PROBLEM STATEMENT: Using the data beneath this instruction, retype only the lines from the one that contains "pub use rates::SwapPair;" down to the one that contains "Rates are unsigned", both included, exactly as they appear.

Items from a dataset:
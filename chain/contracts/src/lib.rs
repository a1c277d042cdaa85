//! Smart Contract Logic for the Fixed-Rate Swap Engine
//!
//! This crate implements the contract layer of a fixed-rate asset swap:
//! custody of the engine's funds, administrator-set conversion rates, a
//! single-admin access gate, and all-or-nothing execution of every call.
//!
//! # Modules
//! - `errors`: Contract-specific error types
//! - `events`: Contract events appended on every committed call
//! - `security`: Reentrancy guard and single-admin access control
//! - `rates`: Swap pairs and the three-entry rate table
//! - `ledger`: In-memory asset ledger (balances, allowances, receive hooks)
//! - `custody`: Per-call transaction scope over the engine's holdings
//! - `config`: JSON engine configuration
//! - `engine`: The swap engine entry points
//!
//! # Version
//! v0.1.0 — initial implementation

pub mod errors;
pub mod events;
pub mod security;
pub mod rates;
pub mod ledger;
pub mod custody;
pub mod config;
pub mod engine;

pub use config::{EngineConfig, InitParams};
pub use engine::{CallContext, SwapEngine};
pub use errors::SwapError;
pub use rates::SwapPair;

/// Contract ABI version — frozen after release
pub const CONTRACT_ABI_VERSION: &str = "1.0.0";
//! Fixed-point rate type and conversion arithmetic
//!
//! Rates are unsigned fixed-point values scaled by 10^18 (`WAD`). Conversion
//! multiplies in 256 bits before dividing, so `amount * rate` never overflows
//! ahead of the division. Division truncates toward zero.

use alloy_primitives::U256;
use rust_decimal::Decimal;
use serde::{Deserialize, Serialize};
use std::fmt;

use crate::errors::NumericError;

/// Fixed-point scale: 10^18.
pub const WAD: u128 = 1_000_000_000_000_000_000;

/// Number of fractional digits carried by a [`Rate`].
pub const RATE_DECIMALS: u32 = 18;

/// Raw asset quantity in the asset's smallest unit.
pub type Amount = u128;

/// Conversion rate: output units per input unit, scaled by [`WAD`].
#[derive(Debug, Clone, Copy, PartialEq, Eq, PartialOrd, Ord, Hash, Serialize, Deserialize)]
#[serde(transparent)]
pub struct Rate(u128);

impl Rate {
    pub const ZERO: Rate = Rate(0);

    /// A rate of exactly 1.0.
    pub const ONE: Rate = Rate(WAD);

    /// Wrap an already-scaled value.
    pub const fn from_raw(raw: u128) -> Self {
        Self(raw)
    }

    pub const fn raw(&self) -> u128 {
        self.0
    }

    pub const fn is_zero(&self) -> bool {
        self.0 == 0
    }

    /// Scale a human-readable decimal (e.g. `0.01`) to a WAD rate (`10^16`).
    ///
    /// Rejects negative values, values with more than 18 fractional digits,
    /// and values whose scaled form does not fit in `u128`. Zero converts to
    /// [`Rate::ZERO`]; rejecting zero is the rate table's job.
    pub fn from_decimal(value: Decimal) -> Result<Self, NumericError> {
        if value.is_sign_negative() && !value.is_zero() {
            return Err(NumericError::NegativeRate {
                value: value.to_string(),
            });
        }
        let normalized = value.normalize();
        let scale = normalized.scale();
        if scale > RATE_DECIMALS {
            return Err(NumericError::ExcessPrecision {
                value: value.to_string(),
                max_decimals: RATE_DECIMALS,
            });
        }
        let factor = 10i128.pow(RATE_DECIMALS - scale);
        let scaled = normalized
            .mantissa()
            .checked_mul(factor)
            .ok_or(NumericError::Overflow)?;
        let raw = u128::try_from(scaled).map_err(|_| NumericError::Overflow)?;
        Ok(Self(raw))
    }

    /// Human-readable decimal form (`10^16` → `0.01`).
    pub fn to_decimal(&self) -> Result<Decimal, NumericError> {
        let signed = i128::try_from(self.0).map_err(|_| NumericError::Overflow)?;
        Decimal::try_from_i128_with_scale(signed, RATE_DECIMALS)
            .map(|d| d.normalize())
            .map_err(|_| NumericError::Overflow)
    }

    /// Apply the rate: `floor(amount * rate / 10^18)`.
    pub fn convert(&self, amount: Amount) -> Result<Amount, NumericError> {
        mul_div_floor(amount, self.0, WAD)
    }
}

impl fmt::Display for Rate {
    fn fmt(&self, f: &mut fmt::Formatter<'_>) -> fmt::Result {
        match self.to_decimal() {
            Ok(d) => write!(f, "{}", d),
            Err(_) => write!(f, "{}e-{}", self.0, RATE_DECIMALS),
        }
    }
}

/// `floor(a * b / denominator)` with a 256-bit intermediate product.
pub fn mul_div_floor(a: u128, b: u128, denominator: u128) -> Result<u128, NumericError> {
    if denominator == 0 {
        return Err(NumericError::DivisionByZero);
    }
    let product = U256::from(a)
        .checked_mul(U256::from(b))
        .ok_or(NumericError::Overflow)?;
    let quotient = product / U256::from(denominator);
    u128::try_from(quotient).map_err(|_| NumericError::Overflow)
}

EXERCISE OUTPUT:
pub use rates::SwapPair;

/// Contract ABI version — frozen after release
pub const CONTRACT_ABI_VERSION: &str = "1.0.0";
//! Fixed-point rate type and conversion arithmetic
//!
//! Rates are unsigned fixed-point values scaled by 10^18 (`WAD`). Conversion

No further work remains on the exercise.